Tripwires: Spacehopper

Tripwires
Spacehopper
Frenchkiss
2013-06-18

Tripwires name Neil Young, Yo La Tengo, and Talk Talk as influences. Listening to Spacehopper, the debut album from the quartet out of Reading, England, those are not necessarily the first names that come to mind. The album was recorded in Brooklyn but couldn’t sound farther from it. Tripwires are a shoegaze band whose sound has also been filtered through the more arty strains of 1990s indie rock and Britpop.

They are good at it, too. Though they were still in primary school when their forebears first roamed the earth, Tripwires are a good fix for those who still get a rush out of the electrically-charged space travel rock’n’roll of Swervedriver, Catherine Wheel, and the like. They are more than just a rehash, though. Instead, Spacehopper is a nice distillation of influences. It has its own identity, though the elements that combined to form it are so readily apparent they bear mentioning.

Shoegaze does not seem to be such a dirty word these days. As far as it goes, the title track opener leaves little mystery as to what you are in for. A steady, quiet pulse slowly becomes awash in a swell of smoldering guitar effects and simple yet ominous chords. By the time its three and a half minutes are up, “Spacehopper” has ignited into a deafening, thrilling buzz-bomb. “Love Me Sinister”, though overlong, is a pretty study in mood-setting and generally pondering things while ring modulators and sundry other guitar effects gurgle and hum. Meanwhile, “Tinfoil Skin”, with its elliptical, dubby bassline, shuffle rhythm, and breathy vocals, could literally be a lost track from Chapterhouse’s Whirlpool album. That is, until it reaches its ungainly, ear-piercing extended coda.

So what of Tripwires’ and Spacehopper‘s own identity, then? Well, the band are clearly not stuck in a circa-1991 vacuum. The album takes in elements of the more atmospheric, emotive, sometimes even muscular indie rock which shoegaze, in its own way, helped inform. Several songs surge with the streamlined guitar power reminiscent of Smashing Pumpkins in their heyday; or maybe, from Tripwires’ perspective, Silversun Pickups. At the same time, “Shimmer” sways along melodically and with a distinctly British sense of grandiosity that recalls the glammy pomp of Suede, while “Paint” is an unabashed yet totally effective anthem that surely takes Muse as well as 1990s Radiohead into account.
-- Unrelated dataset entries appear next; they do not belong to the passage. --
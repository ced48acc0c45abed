use std::sync::Arc;

use async_trait::async_trait;
use tracing::{error, instrument};

use crate::api::CollectorError;
use crate::entry::{self, Entry};
use crate::prometheus::report_received_entries;
use crate::sinks::StorageError;

/// Where the service hands normalized entries. Implemented by the entry queue
/// in production and by in-memory doubles in tests.
#[async_trait]
pub trait EntryStore {
    async fn ping(&self) -> Result<(), StorageError>;
    async fn store_entry_list(&self, entries: Vec<Entry>) -> Result<(), StorageError>;
}

#[derive(Clone)]
pub struct EntryService {
    store: Arc<dyn EntryStore + Send + Sync>,
}

impl EntryService {
    pub fn new(store: Arc<dyn EntryStore + Send + Sync>) -> Self {
        EntryService { store }
    }

    #[instrument(skip_all)]
    pub async fn ping(&self) -> Result<(), CollectorError> {
        self.store.ping().await.map_err(|err| {
            error!("ping db failed: {}", err);
            CollectorError::Database {
                context: "ping db failed",
                source: err,
            }
        })
    }

    #[instrument(skip_all, fields(remote_ip = remote_ip, body_size = data.len()))]
    pub async fn store_item(&self, remote_ip: &str, data: &[u8]) -> Result<(), CollectorError> {
        let mut entry = Entry::parse(data).map_err(|err| {
            error!("parse entry failed: {}", err);
            CollectorError::Unmarshal(err)
        })?;
        entry.set_remote_ip(remote_ip);

        self.store(vec![entry]).await
    }

    #[instrument(skip_all, fields(remote_ip = remote_ip, body_size = data.len()))]
    pub async fn store_list(&self, remote_ip: &str, data: &[u8]) -> Result<(), CollectorError> {
        let mut entries = entry::parse_list(data).map_err(|err| {
            error!("parse entry list failed: {}", err);
            CollectorError::Unmarshal(err)
        })?;
        for entry in entries.iter_mut() {
            entry.set_remote_ip(remote_ip);
        }

        self.store(entries).await
    }

    async fn store(&self, entries: Vec<Entry>) -> Result<(), CollectorError> {
        let count = entries.len() as u64;
        self.store.store_entry_list(entries).await.map_err(|err| {
            error!("store entry list failed: {}", err);
            CollectorError::Database {
                context: "store entry list failed",
                source: err,
            }
        })?;
        report_received_entries(count);
        Ok(())
    }
}
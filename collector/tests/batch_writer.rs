mod common;

use std::num::NonZeroUsize;
use std::sync::Arc;
use std::time::Duration;

use axum::http::StatusCode;

use collector::queue::entry_queue;
use common::{assert_or_retry, MemoryStorage, TestHarness};

#[tokio::test]
async fn requests_are_flushed_on_the_next_tick() {
    let storage = Arc::new(MemoryStorage::default());
    let (queue, writer) = entry_queue(
        storage.clone(),
        NonZeroUsize::new(100).unwrap(),
        Duration::from_millis(50),
    );
    let writer = tokio::spawn(writer.run());
    let harness = TestHarness::new(Arc::new(queue.clone()));

    let response = harness
        .post("/api/v1/store/list", r#"[{"n":1},{"n":2},{"n":3}]"#)
        .await;
    assert_eq!(response.status(), StatusCode::OK);

    let check_storage = storage.clone();
    assert_or_retry(
        || {
            let storage = check_storage.clone();
            async move { storage.batches().concat().len() == 3 }
        },
        Duration::from_secs(5),
    )
    .await;

    let values: Vec<f64> = storage
        .batches()
        .concat()
        .iter()
        .flat_map(|entry| entry.float_values.clone())
        .collect();
    assert_eq!(values, vec![1.0, 2.0, 3.0]);

    queue.stop();
    writer.await.unwrap();
}

#[tokio::test]
async fn stop_flushes_pending_entries_and_rejects_new_ones() {
    let storage = Arc::new(MemoryStorage::default());
    let (queue, writer) = entry_queue(
        storage.clone(),
        NonZeroUsize::new(100).unwrap(),
        Duration::from_secs(3600),
    );
    let writer = tokio::spawn(writer.run());
    let harness = TestHarness::new(Arc::new(queue.clone()));

    for _ in 0..5 {
        let response = harness.post("/api/v1/store", r#"{"message":"m"}"#).await;
        assert_eq!(response.status(), StatusCode::OK);
    }
    assert!(storage.batches().is_empty());

    queue.stop();
    writer.await.unwrap();

    let batches = storage.batches();
    assert_eq!(batches.len(), 1);
    assert_eq!(batches[0].len(), 5);

    let response = harness.post("/api/v1/store", "{}").await;
    assert_eq!(response.status(), StatusCode::INTERNAL_SERVER_ERROR);
}

#[tokio::test]
async fn full_queue_times_out_the_request() {
    let storage = Arc::new(MemoryStorage::default());
    // The writer is never started, so nothing drains the queue.
    let (queue, _writer) = entry_queue(
        storage.clone(),
        NonZeroUsize::new(1).unwrap(),
        Duration::from_secs(3600),
    );
    let harness = TestHarness::with_timeout(Arc::new(queue), Duration::from_millis(100));

    let response = harness.post("/api/v1/store", r#"{"n":1}"#).await;
    assert_eq!(response.status(), StatusCode::OK);

    let response = tokio::time::timeout(
        Duration::from_secs(5),
        harness.post("/api/v1/store", r#"{"n":2}"#),
    )
    .await
    .expect("request should not hang on a full queue");
    assert_eq!(response.status(), StatusCode::REQUEST_TIMEOUT);
    assert!(storage.batches().is_empty());
}
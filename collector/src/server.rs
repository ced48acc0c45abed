use std::future::Future;
use std::net::SocketAddr;
use std::sync::Arc;

use anyhow::Context;
use axum::http::HeaderName;
use tokio::net::TcpListener;
use tracing::{info, warn};

use crate::api::BuildInfo;
use crate::auth::TokenAuth;
use crate::config::Config;
use crate::queue::entry_queue;
use crate::router;
use crate::service::EntryService;
use crate::sinks::clickhouse::ClickHouseStorage;
use crate::sinks::print::PrintStorage;
use crate::sinks::Storage;

pub async fn serve<F>(config: Config, listener: TcpListener, shutdown: F) -> anyhow::Result<()>
where
    F: Future<Output = ()> + Send + 'static,
{
    anyhow::ensure!(
        !config.writer_period.0.is_zero(),
        "WRITER_PERIOD_MS must be positive"
    );
    let ip_header = config
        .ip_header
        .as_deref()
        .map(HeaderName::try_from)
        .transpose()
        .context("invalid IP_HEADER")?;

    let storage: Arc<dyn Storage + Send + Sync> = if config.print_sink {
        Arc::new(PrintStorage {})
    } else {
        Arc::new(ClickHouseStorage::new(
            &config.clickhouse,
            config.retry_policy.policy(),
        ))
    };
    if let Err(err) = storage.ping().await {
        warn!("storage is not reachable yet: {}", err);
    }

    let (queue, writer) = entry_queue(storage, config.writer_capacity, config.writer_period.0);
    let writer = tokio::spawn(writer.run());

    let app = router::router(
        EntryService::new(Arc::new(queue.clone())),
        BuildInfo::new(&config.service_name),
        TokenAuth::new(config.auth_enabled, &config.auth_tokens),
        ip_header,
        config.request_timeout.0,
        config.export_prometheus,
    );

    info!("listening on {:?}", listener.local_addr()?);
    let served = axum::serve(
        listener,
        app.into_make_service_with_connect_info::<SocketAddr>(),
    )
    .with_graceful_shutdown(shutdown)
    .await;

    // Flush what is still queued even when the server failed.
    queue.stop();
    writer.await.context("batch writer panicked")?;
    info!("collector stopped");

    served.context("http server failed")
}
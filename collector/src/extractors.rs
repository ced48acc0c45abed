use std::convert::Infallible;

use axum::async_trait;
use axum::extract::FromRequestParts;
use axum::http::request::Parts;
use axum_client_ip::InsecureClientIp;

use crate::router;

/// Address of the client that sent the request.
///
/// Taken from the configured IP header when present (first item of a comma
/// separated list), then from the usual forwarding headers and the peer
/// address. Empty when none of them is available.
pub struct RemoteIp(pub String);

#[async_trait]
impl FromRequestParts<router::State> for RemoteIp {
    type Rejection = Infallible;

    async fn from_request_parts(
        parts: &mut Parts,
        state: &router::State,
    ) -> Result<Self, Self::Rejection> {
        if let Some(header) = &state.ip_header {
            let forwarded = parts
                .headers
                .get(header)
                .and_then(|value| value.to_str().ok())
                .and_then(|value| value.split(',').next())
                .map(str::trim)
                .filter(|value| !value.is_empty());
            if let Some(ip) = forwarded {
                return Ok(RemoteIp(ip.to_owned()));
            }
        }

        let ip = InsecureClientIp::from_request_parts(parts, state)
            .await
            .map(|InsecureClientIp(ip)| ip.to_string())
            .unwrap_or_default();
        Ok(RemoteIp(ip))
    }
}
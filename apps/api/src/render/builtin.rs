//! In-process PDF typesetter built on `printpdf`.
//!
//! Reproduces the HTML document's pre-wrap block: Courier 10pt on US Letter
//! with 1" margins. Source line breaks are kept, long lines wrap at the last
//! space that fits, words longer than a line are hard-broken, and text flows
//! onto new pages as needed.
//!
//! `PdfDocument` is not `Send`, so the whole document is built inside
//! `spawn_blocking` and only the finished bytes cross the await point.

use async_trait::async_trait;
use printpdf::{BuiltinFont, Mm, PdfDocument};
use tracing::debug;

use super::{
    PdfRenderer, RenderError, ResumeDocument, LETTER_HEIGHT_IN, LETTER_WIDTH_IN, MARGIN_IN,
};

const FONT_SIZE_PT: f32 = 10.0;
const LEADING_PT: f32 = 12.0;
/// Courier advance width is 600/1000 em for every glyph.
const COURIER_ADVANCE_EM: f32 = 0.6;
const PT_PER_IN: f32 = 72.0;
const MM_PER_IN: f32 = 25.4;
const TAB_WIDTH: usize = 4;
const DOCUMENT_TITLE: &str = "Tailored Resume";

pub struct BuiltinPdfRenderer;

#[async_trait]
impl PdfRenderer for BuiltinPdfRenderer {
    async fn render(&self, document: &ResumeDocument) -> Result<Vec<u8>, RenderError> {
        let text = document.text.clone();
        let bytes = tokio::task::spawn_blocking(move || render_sync(&text))
            .await
            .map_err(|e| RenderError::Task(e.to_string()))??;
        debug!("Rendered {} byte PDF", bytes.len());
        Ok(bytes)
    }

    fn backend(&self) -> &'static str {
        "builtin"
    }
}

/// Characters that fit on one line between the margins.
fn columns_per_line() -> usize {
    let text_width_pt = (LETTER_WIDTH_IN - 2.0 * MARGIN_IN) * PT_PER_IN;
    (text_width_pt / (FONT_SIZE_PT * COURIER_ADVANCE_EM)).floor() as usize
}

/// Lines that fit between the top and bottom margins.
fn lines_per_page() -> usize {
    let text_height_pt = (LETTER_HEIGHT_IN - 2.0 * MARGIN_IN) * PT_PER_IN;
    (text_height_pt / LEADING_PT).floor() as usize
}

fn render_sync(text: &str) -> Result<Vec<u8>, RenderError> {
    let lines = layout_lines(text, columns_per_line());
    let per_page = lines_per_page();

    let page_width = Mm(LETTER_WIDTH_IN * MM_PER_IN);
    let page_height = Mm(LETTER_HEIGHT_IN * MM_PER_IN);
    let margin_mm = MARGIN_IN * MM_PER_IN;

    let (doc, first_page, first_layer) =
        PdfDocument::new(DOCUMENT_TITLE, page_width, page_height, "Layer 1");
    let font = doc
        .add_builtin_font(BuiltinFont::Courier)
        .map_err(|e| RenderError::Backend(e.to_string()))?;

    let leading_mm = LEADING_PT / PT_PER_IN * MM_PER_IN;
    let first_baseline_mm = page_height.0 - margin_mm - FONT_SIZE_PT / PT_PER_IN * MM_PER_IN;

    let mut pages = lines.chunks(per_page.max(1));
    let first_chunk = pages.next().unwrap_or(&[]);

    let mut layer = doc.get_page(first_page).get_layer(first_layer);
    let mut chunk = first_chunk;
    let mut page_number = 1;
    loop {
        for (i, line) in chunk.iter().enumerate() {
            if line.is_empty() {
                continue;
            }
            let y = first_baseline_mm - i as f32 * leading_mm;
            layer.use_text(line.as_str(), FONT_SIZE_PT, Mm(margin_mm), Mm(y), &font);
        }

        match pages.next() {
            Some(next) => {
                page_number += 1;
                let (page, page_layer) =
                    doc.add_page(page_width, page_height, format!("Layer {page_number}"));
                layer = doc.get_page(page).get_layer(page_layer);
                chunk = next;
            }
            None => break,
        }
    }

    doc.save_to_bytes()
        .map_err(|e| RenderError::Backend(e.to_string()))
}

/// Splits `text` into display lines no wider than `cols` characters.
fn layout_lines(text: &str, cols: usize) -> Vec<String> {
    let cols = cols.max(1);
    let mut out = Vec::new();

    for raw in text.split('\n') {
        let line = to_win_ansi(raw.trim_end_matches('\r'));
        let chars: Vec<char> = line.chars().collect();
        let mut start = 0;

        while chars.len() - start > cols {
            let window = &chars[start..=start + cols];
            match window.iter().rposition(|c| *c == ' ') {
                Some(pos) if pos > 0 => {
                    out.push(chars[start..start + pos].iter().collect());
                    start += pos + 1;
                }
                _ => {
                    out.push(chars[start..start + cols].iter().collect());
                    start += cols;
                }
            }
        }
        out.push(chars[start..].iter().collect());
    }

    out
}

/// Courier is written with WinAnsiEncoding. Dashes, quotes, bullets and
/// wide spaces are normalized to plain look-alikes; any other character the
/// encoding covers passes through, the rest becomes `?`.
fn to_win_ansi(line: &str) -> String {
    let mut out = String::with_capacity(line.len());
    for c in line.chars() {
        match c {
            '\t' => out.push_str(&" ".repeat(TAB_WIDTH)),
            ' '..='~' => out.push(c),
            '\u{2018}' | '\u{2019}' | '\u{201A}' | '\u{2032}' => out.push('\''),
            '\u{201C}' | '\u{201D}' | '\u{201E}' | '\u{2033}' => out.push('"'),
            '\u{2010}'..='\u{2015}' | '\u{2212}' => out.push('-'),
            '\u{2022}' | '\u{25CF}' | '\u{25AA}' | '\u{00B7}' => out.push('*'),
            '\u{2026}' => out.push_str("..."),
            '\u{00A0}' | '\u{2002}'..='\u{200A}' => out.push(' '),
            c if c.is_control() => {}
            c if is_win_ansi(c) => out.push(c),
            _ => out.push('?'),
        }
    }
    out
}

/// Latin-1 plus the printable characters Windows-1252 places in 0x80..=0x9F.
fn is_win_ansi(c: char) -> bool {
    matches!(
        c,
        '\u{00A1}'..='\u{00FF}'
            | '\u{20AC}'
            | '\u{0192}'
            | '\u{2020}'
            | '\u{2021}'
            | '\u{02C6}'
            | '\u{2030}'
            | '\u{0160}'
            | '\u{2039}'
            | '\u{0152}'
            | '\u{017D}'
            | '\u{02DC}'
            | '\u{2122}'
            | '\u{0161}'
            | '\u{203A}'
            | '\u{0153}'
            | '\u{017E}'
            | '\u{0178}'
    )
}
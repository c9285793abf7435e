use std::collections::HashMap;
use std::time::Duration;

use async_trait::async_trait;
use tokio::sync::RwLock;
use tokio::time::Instant;

use super::{SessionError, SessionId, SessionRecord, SessionStore};

/// Process-local store with a bounded lifetime per record.
///
/// Expired records read as absent. Eviction happens inline on `save`; there
/// is no sweeper task.
pub struct MemorySessionStore {
    ttl: Duration,
    records: RwLock<HashMap<SessionId, StoredRecord>>,
}

struct StoredRecord {
    record: SessionRecord,
    stored_at: Instant,
}

impl MemorySessionStore {
    pub fn new(ttl: Duration) -> Self {
        Self {
            ttl,
            records: RwLock::new(HashMap::new()),
        }
    }

    #[cfg(test)]
    async fn len(&self) -> usize {
        self.records.read().await.len()
    }

    fn is_live(&self, stored: &StoredRecord, now: Instant) -> bool {
        now.duration_since(stored.stored_at) < self.ttl
    }
}

#[async_trait]
impl SessionStore for MemorySessionStore {
    async fn save(&self, id: &SessionId, record: SessionRecord) -> Result<(), SessionError> {
        let now = Instant::now();
        let mut records = self.records.write().await;
        records.retain(|_, stored| now.duration_since(stored.stored_at) < self.ttl);
        records.insert(
            id.clone(),
            StoredRecord {
                record,
                stored_at: now,
            },
        );
        Ok(())
    }

    async fn load(&self, id: &SessionId) -> Result<Option<SessionRecord>, SessionError> {
        let now = Instant::now();
        let records = self.records.read().await;
        Ok(records
            .get(id)
            .filter(|stored| self.is_live(stored, now))
            .map(|stored| stored.record.clone()))
    }

    async fn remove(&self, id: &SessionId) -> Result<(), SessionError> {
        self.records.write().await.remove(id);
        Ok(())
    }

    fn backend(&self) -> &'static str {
        "memory"
    }
}
//! Accept workflow: turns the session's tailored resume into a PDF download.
//!
//! At most once per generate: the record is removed after a successful render,
//! so a second accept on the same session finds nothing.

use tracing::{info, warn};

use crate::errors::AppError;
use crate::render::{PdfRenderer, ResumeDocument};
use crate::session::{SessionContext, SessionStore};

pub const DOWNLOAD_FILENAME: &str = "tailored-resume.pdf";

/// Steps:
/// 1. require a session the client presented (a freshly issued id has no record)
/// 2. load the record; absent or unreadable → `NoTailoredResume`
/// 3. render the tailored text (Letter, 1" margins)
/// 4. remove the record, logging failures
/// 5. return the PDF bytes
pub async fn accept_tailored_resume(
    sessions: &dyn SessionStore,
    renderer: &dyn PdfRenderer,
    session: Option<&SessionContext>,
) -> Result<Vec<u8>, AppError> {
    let id = match session {
        Some(ctx) if !ctx.issued => &ctx.id,
        _ => return Err(AppError::NoSession),
    };

    let record = match sessions.load(id).await {
        Ok(Some(record)) => record,
        Ok(None) => return Err(AppError::NoTailoredResume),
        Err(e) => {
            warn!("Unreadable session record for {id}: {e}");
            return Err(AppError::NoTailoredResume);
        }
    };

    let document = ResumeDocument::new(record.tailored_resume);
    let pdf = renderer.render(&document).await?;
    info!(
        "Rendered {} byte PDF for session {id} via {}",
        pdf.len(),
        renderer.backend()
    );

    if let Err(e) = sessions.remove(id).await {
        warn!("Error cleaning up session record for {id}: {e}");
    }

    Ok(pdf)
}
Spacehopper even has a couple unexpected, if not exactly shocking, twists. “Fold me up and sew me at the seams/ Stick me to your body like a leach,” sings Rhys Edwards on “Feedback Loop of Laughter”, amid a combination of warm acoustic guitars and odd effects. The words and delivery recall vintage Placebo, as does the heavier, snarling chorus. “Under a Gelatine Moon”, with its squishy synth-like noises, stomping rhythm, and gurgling underwater guitar, is essentially psychedelic rock, but with sensitivity in the vocals and delivery, as Edwards croons, “I wanna lie with you/ Without moving.” It doesn’t get any more shoegaze than that. Still, “Catherine, I Feel Sick” conjures a swirling, cathedral majesty that transcends any tag, and “Slo Mo” is the kind of melancholic, slide guitar-featuring comedown album closer that seems obligatory from psych-minded Americana bands these days.

If all this seems like a game of “spot the reference”, well, in a sense it is. But it is a fun and rewarding game. And when Tripwires finally get around to that late-period Talk Talk sound, on “Wisdom Teeth”, it becomes clear this is one influence the band still have to grow into. Overall, though, the songs and production help render Spacehopper more than the sum of its parts. Another big factor, maybe the most important, is Edwards. His nasal, piercing voice deals in a kind of studied, no-nonsense melodrama that is, again, quintessentially British.

There are a lot of “neo-shoegaze/dreampop” bands out there. Spacehopper proves Tripwires more effective than most at stepping out from under that umbrella without abandoning it. It is likely one of the best rock debuts you will hear in 2013.